In my diplomacy grooming and training I like to help my clients apply metaphors as well. Instead of making confronting observations or statements, diplomacy is all about finding alternate and more elegant means of “them getting the message”. Metaphors work a treat here in that the metaphor can be the villain and the person themselves can “save face”.
When we need to exercise influence over another person or group, say in a negotiation (aren’t most business conversations actually negotiations in some way or another?) the more skilled amongst us have effectively learned how to use the “third party reference”. For instance: “I was talking to a barrister last week, and he was saying that….” might help add weight to what we are saying by virtue of the credibility of the third party and by borrowing and applying some of their “professional clout”. Isn’t it strange how the use of another person or opinion that isn’t in the room at the time seems to enjoy a stronger vote of confidence or opinion?
It can also be a useful scapegoat, where by using the third party elegantly, you can insinuate that it wasn’t you leveling the criticism, but them.
When a client is stuck”, I often ask the questions: “what does this situation remind you of? Where else could it have relevance? How was it dealt with there? Who do you know that’s good at this – how might they have addressed it?” We often use movies as sources of similar references, don’t we?

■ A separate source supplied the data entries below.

//! Vault HTTP client
//!
//! Blocking client for the Vault HTTP API. One instance is shared by all
//! worker threads; `reqwest::blocking::Client` pools connections
//! internally.
//!
//! Endpoints used:
//! - `LIST /v1/<path>` for directory listings (`data.keys`)
//! - `GET/PUT/DELETE /v1/<path>` for leaf values
//! - `GET /v1/sys/policy`, `PUT/DELETE /v1/sys/policy/<name>` for policies
//! - `GET /v1/sys/internal/ui/mounts/<path>` to find a path's mount and
//!   its KV version

use crate::config::VaultAddr;
use crate::error::{VaultError, VaultResult};
use crate::path;
use crate::vault::{ListEntry, MountProtocol, SecretData, VaultStore};
use reqwest::blocking::{Client, RequestBuilder, Response};
use reqwest::header::{HeaderMap, HeaderValue};
use reqwest::{Method, StatusCode};
use serde::Deserialize;
use serde_json::Value;
use std::time::Duration;
use tracing::trace;

/// Header carrying the client token
const TOKEN_HEADER: &str = "X-Vault-Token";

/// Envelope of every Vault response that carries data
#[derive(Debug, Deserialize)]
struct DataResponse<T> {
    data: Option<T>,
}

#[derive(Debug, Deserialize)]
struct ListData {
    #[serde(default)]
    keys: Vec<String>,
}

#[derive(Debug, Deserialize)]
struct PolicyList {
    #[serde(default)]
    policies: Vec<String>,
    #[serde(default)]
    keys: Vec<String>,
}

#[derive(Debug, Deserialize)]
struct MountData {
    #[serde(default)]
    path: String,
    #[serde(default)]
    options: Option<MountOptions>,
}

#[derive(Debug, Deserialize)]
struct MountOptions {
    version: Option<String>,
}

#[derive(Debug, Deserialize)]
struct ErrorBody {
    #[serde(default)]
    errors: Vec<String>,
}

/// Blocking Vault API client
pub struct HttpVault {
    address: VaultAddr,
    client: Client,
}

impl HttpVault {
    /// Create a client for `address` authenticated with `token`
    pub fn new(address: VaultAddr, token: &str, timeout: Duration) -> VaultResult<Self> {
        let mut headers = HeaderMap::new();
        let mut token_value =
            HeaderValue::from_str(token).map_err(|e| VaultError::InvalidAddress {
                address: address.to_string(),
                reason: format!("token is not a valid header value: {e}"),
            })?;
        token_value.set_sensitive(true);
        headers.insert(TOKEN_HEADER, token_value);

        let client = Client::builder()
            .default_headers(headers)
            .timeout(timeout)
            .build()
            .map_err(|e| VaultError::InvalidAddress {
                address: address.to_string(),
                reason: e.to_string(),
            })?;

        Ok(Self { address, client })
    }

    fn request(&self, method: Method, api_path: &str) -> RequestBuilder {
        let url = format!("{}/v1/{}", self.address.base_url(), path::sanitize(api_path));
        trace!(method = %method, url = %url, "Vault request");
        self.client.request(method, url)
    }

    fn send(&self, builder: RequestBuilder, method: &'static str, api_path: &str) -> VaultResult<Response> {
        builder.send().map_err(|e| VaultError::Http {
            path: api_path.to_string(),
            reason: format!("{method} request failed: {e}"),
        })
    }

    /// Turn a non-success response into a `VaultError::Status`
    fn check(response: Response, method: &'static str, api_path: &str) -> VaultResult<Response> {
        let status = response.status();
        if status.is_success() {
            return Ok(response);
        }

        let message = response
            .json::<ErrorBody>()
            .ok()
            .map(|body| body.errors.join("; "))
            .filter(|m| !m.is_empty())
            .unwrap_or_else(|| status.canonical_reason().unwrap_or("unknown").to_string());

        Err(VaultError::Status {
            method,
            path: api_path.to_string(),
            status: status.as_u16(),
            message,
        })
    }

    /// GET-like call whose 404 means "nothing here"
    fn fetch<T: for<'de> Deserialize<'de>>(
        &self,
        method: Method,
        label: &'static str,
        api_path: &str,
    ) -> VaultResult<Option<T>> {
        let response = self.send(self.request(method, api_path), label, api_path)?;
        if response.status() == StatusCode::NOT_FOUND {
            return Ok(None);
        }
        let response = Self::check(response, label, api_path)?;
        let body: DataResponse<T> = response.json().map_err(|e| VaultError::Decode {
            path: api_path.to_string(),
            reason: e.to_string(),
        })?;
        Ok(body.data)
    }

    fn mutate(&self, builder: RequestBuilder, label: &'static str, api_path: &str) -> VaultResult<()> {
        let response = self.send(builder, label, api_path)?;
        Self::check(response, label, api_path).map(|_| ())
    }
}

impl VaultStore for HttpVault {
    fn list(&self, api_path: &str) -> VaultResult<Vec<ListEntry>> {
        let list = Method::from_bytes(b"LIST").map_err(|e| VaultError::Decode {
            path: api_path.to_string(),
            reason: e.to_string(),
        })?;
        let data: Option<ListData> = self.fetch(list, "LIST", api_path)?;
        Ok(data
            .map(|d| d.keys.into_iter().map(ListEntry::new).collect())
            .unwrap_or_default())
    }

    fn read(&self, api_path: &str) -> VaultResult<Option<SecretData>> {
        let data: Option<Value> = self.fetch(Method::GET, "GET", api_path)?;
        Ok(data.and_then(SecretData::from_value))
    }

    fn write(&self, api_path: &str, data: &SecretData) -> VaultResult<()> {
        let builder = self.request(Method::PUT, api_path).json(data);
        self.mutate(builder, "PUT", api_path)
    }

    fn delete(&self, api_path: &str) -> VaultResult<()> {
        let builder = self.request(Method::DELETE, api_path);
        self.mutate(builder, "DELETE", api_path)
    }

    fn list_policies(&self) -> VaultResult<Vec<String>> {
        let api_path = "sys/policy";
        let response = self.send(self.request(Method::GET, api_path), "GET", api_path)?;
        let response = Self::check(response, "GET", api_path)?;

        // older servers answer at the top level, newer ones under `data`
        let body: Value = response.json().map_err(|e| VaultError::Decode {
            path: api_path.to_string(),
            reason: e.to_string(),
        })?;
        let list = body.get("data").filter(|d| d.is_object()).cloned().unwrap_or(body);
        let list: PolicyList = serde_json::from_value(list).map_err(|e| VaultError::Decode {
            path: api_path.to_string(),
            reason: e.to_string(),
        })?;

        Ok(if list.policies.is_empty() { list.keys } else { list.policies })
    }

    fn put_policy(&self, name: &str, rules: &str) -> VaultResult<()> {
        let api_path = format!("sys/policy/{name}");
        let builder = self
            .request(Method::PUT, &api_path)
            .json(&serde_json::json!({ "policy": rules }));
        self.mutate(builder, "PUT", &api_path)
    }

    fn delete_policy(&self, name: &str) -> VaultResult<()> {
        let api_path = format!("sys/policy/{name}");
        let builder = self.request(Method::DELETE, &api_path);
        self.mutate(builder, "DELETE", &api_path)
    }

    fn lookup_mount(&self, api_path: &str) -> VaultResult<(String, MountProtocol)> {
        let mounts_path = format!("sys/internal/ui/mounts/{}", path::sanitize(api_path));
        let response = self.send(self.request(Method::GET, &mounts_path), "GET", &mounts_path)?;
        let response = Self::check(response, "GET", &mounts_path)?;
        let body: DataResponse<MountData> = response.json().map_err(|e| VaultError::Decode {
            path: mounts_path.clone(),
            reason: e.to_string(),
        })?;

        // no mount description means a generic v1 backend at the first segment
        let Some(mount) = body.data.filter(|m| !m.path.is_empty()) else {
            let sanitized = path::sanitize(api_path);
            return Ok((format!("{}/", path::mount_of(&sanitized)), MountProtocol::V1));
        };

        let version = mount.options.and_then(|o| o.version);
        Ok((mount.path, MountProtocol::from_version(version.as_deref())))
    }
}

That can often lead to both recognizing a good story that has relevance.
All classic reframes that use the same principle as a metaphor to help drive an outcome. In my blog on Gratitude I spoke of this in the context of “chunking” across or sideways.
So What Next?
So whenever you feel that you aren’t “getting through” to the person you are communicating with, perhaps by Using “the Gap” to reframe yourself, you can step back for a few moments and ask yourself how a good metaphor might be able to assist you through obstacles by association, whereby we “go around” the obvious and use the curious unconscious mind to create indirect associations that allow the listener to “see” other perspectives, to “try them on” and then start to accept – all in their unconscious mind.

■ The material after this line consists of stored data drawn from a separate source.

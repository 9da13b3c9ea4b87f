//! Vault path helpers
//!
//! Vault paths are `/`-delimited. The normalized form used everywhere in
//! this crate has no leading or trailing separator, and its first segment
//! is the mount. A trailing separator on a list entry is the only signal
//! that the entry is a directory.

/// Path separator
pub const SEPARATOR: char = '/';

/// Marker segment inserted after a v2 mount for reads and writes
pub const DATA_MARKER: &str = "data";

/// Marker segment inserted after a v2 mount for listings
pub const METADATA_MARKER: &str = "metadata";

/// Strip leading separators (and surrounding whitespace)
pub fn ensure_no_leading_slash(s: &str) -> String {
    s.trim().trim_start_matches(SEPARATOR).to_string()
}

/// Strip trailing separators (and surrounding whitespace)
pub fn ensure_no_trailing_slash(s: &str) -> String {
    s.trim().trim_end_matches(SEPARATOR).to_string()
}

/// Append a separator unless one is already present
pub fn ensure_trailing_slash(s: &str) -> String {
    let s = s.trim();
    if s.is_empty() || s.ends_with(SEPARATOR) {
        s.to_string()
    } else {
        format!("{s}{SEPARATOR}")
    }
}

/// Normalize a user-supplied path: no whitespace, no leading or trailing `/`
pub fn sanitize(s: &str) -> String {
    s.trim()
        .trim_start_matches(SEPARATOR)
        .trim_end_matches(SEPARATOR)
        .to_string()
}

/// A list entry is a directory iff it ends with the separator
pub fn is_directory(segment: &str) -> bool {
    segment.ends_with(SEPARATOR)
}

/// Join a normalized parent with a list entry, producing a normalized path
pub fn join(parent: &str, child: &str) -> String {
    let parent = sanitize(parent);
    let child = sanitize(child);
    match (parent.is_empty(), child.is_empty()) {
        (true, _) => child,
        (_, true) => parent,
        _ => format!("{parent}{SEPARATOR}{child}"),
    }
}

/// First segment of a normalized path
pub fn mount_of(path: &str) -> &str {
    path.split(SEPARATOR).next().unwrap_or_default()
}

/// Insert `marker` right after `mount_path` in `path`
///
/// `mount_path` may carry a trailing separator (as returned by the mount
/// lookup). Paths that already carry the marker are returned unchanged.
pub fn insert_after_mount(path: &str, mount_path: &str, marker: &str) -> String {
    let path = sanitize(path);
    let mount = sanitize(mount_path);

    let prefix = format!("{mount}{SEPARATOR}");
    let rest = if mount.is_empty() {
        path.clone()
    } else if path == mount {
        String::new()
    } else {
        match path.strip_prefix(&prefix) {
            Some(rest) => rest.to_string(),
            None => return path,
        }
    };

    if rest == marker || rest.starts_with(&format!("{marker}{SEPARATOR}")) {
        return path;
    }

    join(&join(&mount, marker), &rest)
}

/// Rewrite a listing-form path into the read form
///
/// Only a `metadata` segment directly after `mount_path` is replaced, so
/// mounts or secrets that are themselves named `metadata` keep their name.
pub fn list_to_read_form(path: &str, mount_path: &str) -> String {
    let path = sanitize(path);
    let mount = sanitize(mount_path);

    let (prefix, rest) = if mount.is_empty() {
        (String::new(), path.as_str())
    } else if let Some(rest) = path.strip_prefix(&format!("{mount}{SEPARATOR}")) {
        (format!("{mount}{SEPARATOR}"), rest)
    } else {
        return path;
    };

    match rest.strip_prefix(METADATA_MARKER) {
        Some(tail) if tail.is_empty() || tail.starts_with(SEPARATOR) => {
            format!("{prefix}{DATA_MARKER}{tail}")
        }
        _ => path,
    }
}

Fairy tales are stories about life, disguised in animal or other creatures. They impart wisdom of the ages in a compelling story children love to listen to and in doing so associate from the story to “the rules of life”. Even as adults we all still love stories, don’t we?
We can find the use of metaphors or analogies everywhere, and hopefully with your raised awareness from reading this blog you will notice and utilize them more and more.
Why not set a goal to try to apply a few in this coming week and see where and how they can add to your ability to influence outcomes? What if you could?